The persecution prompted resistance, both popular uprisings and mutinies in army garrisons. Twenty months later, the Soviet Union invaded to prevent the pro-Soviet Afghan state from collapsing. It stayed for ten years, while the United States, Pakistan, Saudi Arabia and others funded and armed the resistance, which coalesced into the various factions of the mujahedin. Since then, Afghanistan has endured repeated cycles of conflict.
In this dossier, we consider various aspects of the PDPA and the Soviet military intervention.
The ‘Saur Revolution’, War Crimes and Resistance
1. An April Day That Changed Afghanistan 1: Four decades after the leftist takeover
Author: Thomas Ruttig
Date: 25 April 2018
Forty years ago, Afghanistan experienced its second military coup d’état within five years. The authoritarian President Muhammad Daud had seized power in 1973 without much attention abroad and even little notice in Afghanistan – Daud was a sardar (prince) and seen as just another new king, although he proclaimed a republic. It was the second coup, on 27 April 1978, that changed Afghanistan forever. The ‘Saur (April) Revolution’ toppled Daud and killed most of his family. Within 19 months, Soviet troops would invade to save the regime. The invasion, and the reaction of the West and regional powers, internationalised the conflict and turned into the last hot battle of the Cold War. AAN’s co-director Thomas Ruttig looks back at the events and their background.
https://www.afghanistan-analysts.org/an-april-day-that-changed-afghanistan-four-decades-after-the-leftist-takeover/
2. An April Day that Changed Afghanistan 2: Afghans remember the ‘Saur Revolution’
Author: AAN team
Date 27 April 2018
It is forty years, today, since the coup d’etat which brought the leftist People’s Democratic Party of Afghanistan (PDPA) to power. That event has had far-reaching consequences, plunging the country into a conflict from which it has yet to emerge and changing the course of almost every Afghan’s life. AAN has been speaking to a range of people about their memories of that day and how the coup affected them personally. They include students and workers, PDPA cadre and those who went on to become mujahedin or refugees, those who rejoiced at news of the coup and those whose close family members were subsequently disappeared (interviews by the AAN team, compiled by Kate Clark).

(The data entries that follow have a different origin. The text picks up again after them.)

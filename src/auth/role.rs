//! Login roles and the collections backing them.

use std::fmt;
use std::str::FromStr;

use serde::{Deserialize, Serialize};

use super::errors::AuthError;

/// A login role. Each role's credentials live in their own collection.
#[derive(Debug, Clone, Copy, PartialEq, Eq, Hash, Serialize, Deserialize)]
#[serde(rename_all = "lowercase")]
pub enum Role {
    Admin,
    Teacher,
    Student,
    Staff,
}

impl Role {
    /// Every role, in display order
    pub const ALL: [Role; 4] = [Role::Admin, Role::Teacher, Role::Student, Role::Staff];

    pub fn as_str(&self) -> &'static str {
        match self {
            Role::Admin => "admin",
            Role::Teacher => "teacher",
            Role::Student => "student",
            Role::Staff => "staff",
        }
    }

    /// Collection holding this role's credential records
    pub fn collection(&self) -> &'static str {
        self.as_str()
    }

    /// Role-specific attribute copied into the user profile
    pub fn profile_attribute(&self) -> Option<&'static str> {
        match self {
            Role::Admin => None,
            Role::Teacher => Some("subject"),
            Role::Student => Some("class"),
            Role::Staff => Some("department"),
        }
    }
}

impl fmt::Display for Role {
    fn fmt(&self, f: &mut fmt::Formatter<'_>) -> fmt::Result {
        f.write_str(self.as_str())
    }
}

impl FromStr for Role {
    type Err = AuthError;

    fn from_str(s: &str) -> Result<Self, Self::Err> {
        Role::ALL
            .into_iter()
            .find(|r| r.as_str() == s)
            .ok_or_else(|| AuthError::InvalidRole(s.to_string()))
    }
}

#[cfg(test)]
mod tests {
    use super::*;

    #[test]
    fn test_parse_roles() {
        for role in Role::ALL {
            assert_eq!(role.as_str().parse::<Role>().unwrap(), role);
        }
        assert!("Admin".parse::<Role>().is_err());
        assert!("parent".parse::<Role>().is_err());
    }

    #[test]
    fn test_profile_attributes() {
        assert_eq!(Role::Admin.profile_attribute(), None);
        assert_eq!(Role::Teacher.profile_attribute(), Some("subject"));
        assert_eq!(Role::Student.profile_attribute(), Some("class"));
        assert_eq!(Role::Staff.profile_attribute(), Some("department"));
    }

    #[test]
    fn test_serde_lowercase() {
        assert_eq!(serde_json::to_string(&Role::Staff).unwrap(), "\"staff\"");
        let role: Role = serde_json::from_str("\"teacher\"").unwrap();
        assert_eq!(role, Role::Teacher);
    }
}
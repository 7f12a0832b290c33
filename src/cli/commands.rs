//! CLI command implementations
//!
//! Commands that touch the store load [`AppConfig`] first, so they see the
//! same store the server would.

use std::path::Path;
use std::sync::Arc;

use serde::Serialize;
use serde_json::{json, Value};

use crate::auth::{
    hash_password, is_hashed, password::coerce_to_string, LoginRequest, LoginService, Role,
};
use crate::client::{FileSessionStorage, GuardDecision, RedirectReason, RouteGuard, SessionManager};
use crate::config::AppConfig;
use crate::http_server::{AppState, HttpServer};
use crate::logging::init_tracing;
use crate::panic_handler::init_panic_handler;
use crate::query_shim::{QueryShim, SqlTemplate};
use crate::store::{seed, Document, DocumentStore, MemoryStore, StoreError};

use super::args::Command;
use super::errors::{CliError, CliResult};

/// Main CLI entry point
///
/// Parses arguments and dispatches to the appropriate command.
pub fn run() -> CliResult<()> {
    let cli = super::args::Cli::parse_args();
    run_command(cli.command)
}

/// Run the appropriate command based on CLI args
pub fn run_command(cmd: Command) -> CliResult<()> {
    match cmd {
        Command::Serve { config, port } => {
            let mut config = load_config(config.as_deref())?;
            if let Some(port) = port {
                config.port = port;
                config.validate()?;
            }
            serve(config)
        }
        Command::Seed { output } => {
            init_tracing("info");
            seed_store(&output)
        }
        Command::HashPasswords { input, output } => {
            init_tracing("info");
            hash_passwords(&input, output.as_deref().unwrap_or(&input))
        }
        Command::CheckUser {
            config,
            email,
            role,
        } => check_user(&load_config(config.as_deref())?, &email, &role),
        Command::Query {
            config,
            template,
            values,
        } => query(&load_config(config.as_deref())?, &template, &values),
        Command::Login {
            config,
            email,
            password,
            role,
            session_dir,
        } => login(
            &load_config(config.as_deref())?,
            &email,
            &password,
            &role,
            &session_dir,
        ),
        Command::Whoami { role, session_dir } => {
            init_tracing("warn");
            whoami(role.as_deref(), &session_dir)
        }
        Command::Logout { session_dir } => {
            init_tracing("warn");
            logout(&session_dir)
        }
    }
}

/// Load config and install logging and the panic hook it asks for
fn load_config(path: Option<&Path>) -> CliResult<AppConfig> {
    let config = AppConfig::load(path)?;
    init_tracing(&config.log_level);
    init_panic_handler(config.crash_log.clone());
    config.report_warnings();
    Ok(config)
}

fn print_json<T: Serialize>(value: &T) -> CliResult<()> {
    println!("{}", serde_json::to_string_pretty(value)?);
    Ok(())
}

fn parse_role(role: &str) -> CliResult<Role> {
    Ok(role.parse::<Role>()?)
}

/// Start the HTTP server and block until shutdown
pub fn serve(config: AppConfig) -> CliResult<()> {
    let store = config.open_store()?;
    let state = AppState::new(
        QueryShim::new(store),
        config.jwt_manager(),
        config.database_name.clone(),
    );
    let server = HttpServer::new(config.http_server_config(), state);

    let rt = tokio::runtime::Runtime::new()
        .map_err(|e| CliError::server_failed(format!("Failed to create tokio runtime: {}", e)))?;

    rt.block_on(async {
        server
            .start()
            .await
            .map_err(|e| CliError::server_failed(format!("HTTP server failed: {}", e)))
    })
}

/// Write the demo data set
pub fn seed_store(output: &Path) -> CliResult<()> {
    let store = seed::demo_store()?;
    store.save_json(output)?;

    let mut counts = serde_json::Map::new();
    for name in store.collection_names()? {
        let count = store.count(&name, &Default::default())?;
        counts.insert(name, json!(count));
    }
    tracing::info!(path = %output.display(), "demo data written");
    print_json(&json!({ "output": output.display().to_string(), "collections": counts }))
}

/// Replace plaintext passwords in role collections with argon2 hashes
pub fn hash_passwords(input: &Path, output: &Path) -> CliResult<()> {
    let store = MemoryStore::load_json(input)?;

    let changed = store.update_each(|collection, doc| {
        if !Role::ALL.iter().any(|r| r.collection() == collection) {
            return Ok(false);
        }
        let Some(stored) = doc.get("password").filter(|v| !v.is_null()) else {
            return Ok(false);
        };
        if is_hashed(stored) {
            return Ok(false);
        }

        let hashed = hash_password(&coerce_to_string(stored))
            .map_err(|e| StoreError::malformed(e.to_string()))?;
        doc.insert("password".to_string(), Value::String(hashed));
        Ok(true)
    })?;

    store.save_json(output)?;
    tracing::info!(changed, path = %output.display(), "passwords hashed");
    print_json(&json!({ "hashed": changed, "output": output.display().to_string() }))
}

fn lookup_template(role: Role, email: &str) -> SqlTemplate {
    SqlTemplate::builder()
        .text("SELECT * FROM ")
        .value(role.collection())
        .text(" WHERE email = ")
        .value(email)
        .build()
}

fn open_shim(config: &AppConfig) -> CliResult<QueryShim> {
    let store: Arc<dyn DocumentStore> = config.open_store()?;
    Ok(QueryShim::new(store))
}

/// Look a user up and print the record without its password
pub fn check_user(config: &AppConfig, email: &str, role: &str) -> CliResult<()> {
    let role = parse_role(role)?;
    let mut users = open_shim(config)?.query(&lookup_template(role, email))?;
    users.iter_mut().for_each(|u: &mut Document| {
        u.remove("password");
    });

    print_json(&json!({
        "email": email,
        "collection": role.collection(),
        "found": users.len(),
        "users": users,
    }))
}

/// Read a `--value` argument as JSON, falling back to text
fn parse_value(raw: &str) -> Value {
    serde_json::from_str(raw).unwrap_or_else(|_| Value::String(raw.to_string()))
}

/// Run a template through the shim and print the rows
pub fn query(config: &AppConfig, template: &str, values: &[String]) -> CliResult<()> {
    let values = values.iter().map(|v| parse_value(v)).collect();
    let template = SqlTemplate::from_format(template, values)?;
    let rows = open_shim(config)?.query(&template)?;
    print_json(&rows)
}

/// Log in against the configured store and persist the session
pub fn login(
    config: &AppConfig,
    email: &str,
    password: &str,
    role: &str,
    session_dir: &Path,
) -> CliResult<()> {
    let service = LoginService::new(open_shim(config)?, config.jwt_manager());
    let response = service.login(&LoginRequest::new(email, password, role))?;

    let sessions = SessionManager::new(FileSessionStorage::new(session_dir));
    sessions.persist(&response)?;
    tracing::info!(path = %sessions.storage().path().display(), "session saved");

    print_json(&json!({ "message": response.message, "user": response.user }))
}

/// Run the route guard against the persisted session
pub fn whoami(role: Option<&str>, session_dir: &Path) -> CliResult<()> {
    let required = role.map(parse_role).transpose()?;
    let sessions = SessionManager::new(FileSessionStorage::new(session_dir));

    match RouteGuard::new(&sessions).check(required)? {
        GuardDecision::Allow(session) => print_json(&session.user),
        GuardDecision::Redirect { to, reason } => {
            let why = match reason {
                RedirectReason::NoSession => "no stored session".to_string(),
                RedirectReason::RoleMismatch { required, actual } => {
                    format!("route needs {required}, session is {actual}")
                }
            };
            Err(CliError::not_authenticated(format!("{why}; redirect to {to}")))
        }
    }
}

/// Clear the persisted session
pub fn logout(session_dir: &Path) -> CliResult<()> {
    SessionManager::new(FileSessionStorage::new(session_dir)).logout()?;
    print_json(&json!({ "success": true, "message": "Logged out successfully" }))
}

https://www.afghanistan-analysts.org/an-april-day-that-changed-afghanistan-2-afghans-remember-the-saur-revolution/
3. An April Day that Changed Afghanistan 3: The war crimes of the ‘Saur Revolution’
Author: Patricia Gossman
Date: 30 April 2018
The coup d’etat that brought the People’s Democratic Party of Afghanistan (PDPA) was a watershed for Afghanistan, driving it into a conflict from which it has yet to recover and ushering in a whole new level of violence by the state against its citizens. Forced disappearances, the routine use of torture for punishment as well as to gain confessions, and massacres of civilians all marked the bloody period from 27 April 1978 until 24 December 1979 when the Soviet Union invaded. The veteran Human Rights Watch Afghanistan expert, Patricia Gossman*, here looks at those crimes and their legacy.
https://www.afghanistan-analysts.org/an-april-day-that-changed-afghanistan-3-the-legacy-of-the-saur-revolutions-war-crimes/
4. Assadullah Sarwari Freed from Prison: What chances of war crimes trials in Afghanistan?
Author: Ehsan Qaane and Sari Kouvo
Date: 6 January 2017
Assadullah Sarwari, one of a handful of convicted Afghan war criminals, has been released from prison in Kabul. As head of the intelligence service immediately after the 1978 communist coup d’état, he was responsible for the torture and arbitrary execution of thousands of detainees. Yet, the lack of transparency and the irregular and illegal aspects of his detention and prosecution (including 13 years of pre-trial detention and a continued three and a half years of detention after his sentence had been fulfilled) point to fundamental problems with the Afghan state’s capacity to deal with complex war crimes. This is significant, argue AAN’s Ehsan Qaane and Sari Kouvo, not the least in the light of the International Criminal Court’s (ICC) ongoing preliminary examination.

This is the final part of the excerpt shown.